Purpose: In the paper, I discuss how Ernst Glasersfeld worked as a scientist on the project, Interdisciplinary Research on Number (IRON), and explain how his scientific activity fueled his development of radical constructivism. I also present IRON as a progressive research program in radical constructivism and suggest the essential components of such programs. Findings: The basic problem of Glasersfeld’s radical constructivism is to explore the operations by means of which we assemble our experiential reality. Conceptual analysis is Glasersfeld’s way of doing science and he used it in IRON to analyze the units that young children create and count in the activity of counting. In his work in IRON, Glasersfeld first conducted a first-order conceptual analysis of his own operations that produce units and number, and then participated in a second-order analysis of the language and actions of children and inferred the mental operations that they use to produce units and number. Further, Glasersfeld used Piaget’s concept of equilibration in the context of scheme theory in a second-order analysis of children’s construction of number sequences and of more advanced ways and means of operating in the traffic of numbers.
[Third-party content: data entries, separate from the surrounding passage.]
//! The analysis back-end's response and its normalized score card.
//!
//! The back-end transports scores as strings (`"0.8123"`), sometimes as
//! numbers. Both are coerced to `f64` once, at deserialization; anything
//! unparseable becomes 0.

use crate::error::Result;
use crate::narrative::{segment_summary, NarrativeSummary};
use serde::{Deserialize, Deserializer, Serialize};

/// Response of the `analyse` endpoint, with scores normalized to `f64`.
#[derive(Debug, Clone, Default, PartialEq, Serialize, Deserialize)]
pub struct AnalysisResponse {
    #[serde(default, deserialize_with = "de::number_or_string")]
    pub s_infra: f64,
    #[serde(default, deserialize_with = "de::number_or_string")]
    pub s_env: f64,
    #[serde(default, deserialize_with = "de::number_or_string")]
    pub s_econ: f64,
    #[serde(default, deserialize_with = "de::number_or_string")]
    pub s_avg: f64,
    #[serde(default, deserialize_with = "de::number_or_string")]
    pub s_xgboost_aggregate: f64,
    #[serde(default, deserialize_with = "de::number_or_string")]
    pub s_user_custom_pref: f64,
    #[serde(default)]
    pub ai_summary: String,
}

impl AnalysisResponse {
    /// Parse a response body or a saved report message.
    pub fn from_json(json: &str) -> Result<Self> {
        Ok(serde_json::from_str(json)?)
    }

    /// Scores as rounded percentages.
    pub fn score_card(&self) -> ScoreCard {
        ScoreCard {
            infrastructure: percent(self.s_infra),
            environmental: percent(self.s_env),
            economic: percent(self.s_econ),
            average: percent(self.s_avg),
            model_aggregate: percent(self.s_xgboost_aggregate),
            user_preference: percent(self.s_user_custom_pref),
        }
    }

    /// The AI summary split into display sections.
    pub fn narrative(&self) -> NarrativeSummary {
        segment_summary(&self.ai_summary)
    }
}

/// Score in `[0, 1]` as a whole percentage, rounding halves up.
pub fn percent(score: f64) -> i64 {
    (score * 100.0 + 0.5).floor() as i64
}

/// The six scores as whole percentages.
#[derive(Debug, Clone, Copy, Default, PartialEq, Eq, Serialize)]
#[serde(rename_all = "camelCase")]
pub struct ScoreCard {
    pub infrastructure: i64,
    pub environmental: i64,
    pub economic: i64,
    pub average: i64,
    pub model_aggregate: i64,
    pub user_preference: i64,
}

impl ScoreCard {
    /// `(label, percent)` pairs in display order.
    pub fn entries(&self) -> [(&'static str, i64); 6] {
        [
            ("Infrastructure", self.infrastructure),
            ("Environmental", self.environmental),
            ("Economic", self.economic),
            ("Average", self.average),
            ("Model Aggregate", self.model_aggregate),
            ("User Preference", self.user_preference),
        ]
    }
}

/// Qualitative band for a percentage score.
#[derive(Debug, Clone, Copy, PartialEq, Eq, Serialize, Deserialize)]
#[serde(rename_all = "lowercase")]
pub enum ScoreBand {
    Low,
    Medium,
    High,
}

impl ScoreBand {
    /// Band for an overall report score: 80 and up is high, 60 and up medium.
    pub fn for_report(score: f64) -> Self {
        if score >= 80.0 {
            Self::High
        } else if score >= 60.0 {
            Self::Medium
        } else {
            Self::Low
        }
    }

    /// Band for a single factor on the score card: under 30 is low, under 50 medium.
    pub fn for_factor(percent: i64) -> Self {
        if percent < 30 {
            Self::Low
        } else if percent < 50 {
            Self::Medium
        } else {
            Self::High
        }
    }

    pub fn as_str(&self) -> &'static str {
        match self {
            Self::Low => "Low",
            Self::Medium => "Medium",
            Self::High => "High",
        }
    }
}

impl std::fmt::Display for ScoreBand {
    fn fmt(&self, f: &mut std::fmt::Formatter<'_>) -> std::fmt::Result {
        f.write_str(self.as_str())
    }
}

pub(crate) mod de {
    use super::*;
    use once_cell::sync::Lazy;
    use regex::Regex;

    static LEADING_NUMBER: Lazy<Regex> =
        Lazy::new(|| Regex::new(r"^[+-]?(\d+\.?\d*|\.\d+)([eE][+-]?\d+)?").unwrap());

    /// Leading decimal number of `s`, ignoring surrounding whitespace; 0 if none.
    pub fn lenient_f64(s: &str) -> f64 {
        LEADING_NUMBER
            .find(s.trim())
            .and_then(|m| m.as_str().parse::<f64>().ok())
            .filter(|v| v.is_finite())
            .unwrap_or(0.0)
    }

    #[derive(Deserialize)]
    #[serde(untagged)]
    enum NumberOrString {
        Number(f64),
        String(String),
        Other(serde_json::Value),
    }

    pub fn number_or_string<'de, D>(deserializer: D) -> std::result::Result<f64, D::Error>
    where
        D: Deserializer<'de>,
    {
        Ok(match NumberOrString::deserialize(deserializer)? {
            NumberOrString::Number(n) if n.is_finite() => n,
            NumberOrString::String(s) => lenient_f64(&s),
            _ => 0.0,
        })
    }
}

pub use de::lenient_f64;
Research Implications: The scientific method of first- and second-order conceptual analysis transcends our work in IRON and it is applicable in any radical constructivist research program whose problem is to explore the operations by means of which we construct our conceptions. Because of the difficulties involved with introspection, conducting second-order conceptual analyses is essential in exploring these operations and it involves analyzing the language and actions of the observed. But conceptual analysis is only a part of the research process because the researchers are by necessity already involved in creating occasions of observation. The “experimenter” and the “analyst” can be the same person or they can be different people. Either case involves intensive and sustained interdisciplinary thinking and ways of working if the research program is to be maintained over a substantial period of time as a progressive research program.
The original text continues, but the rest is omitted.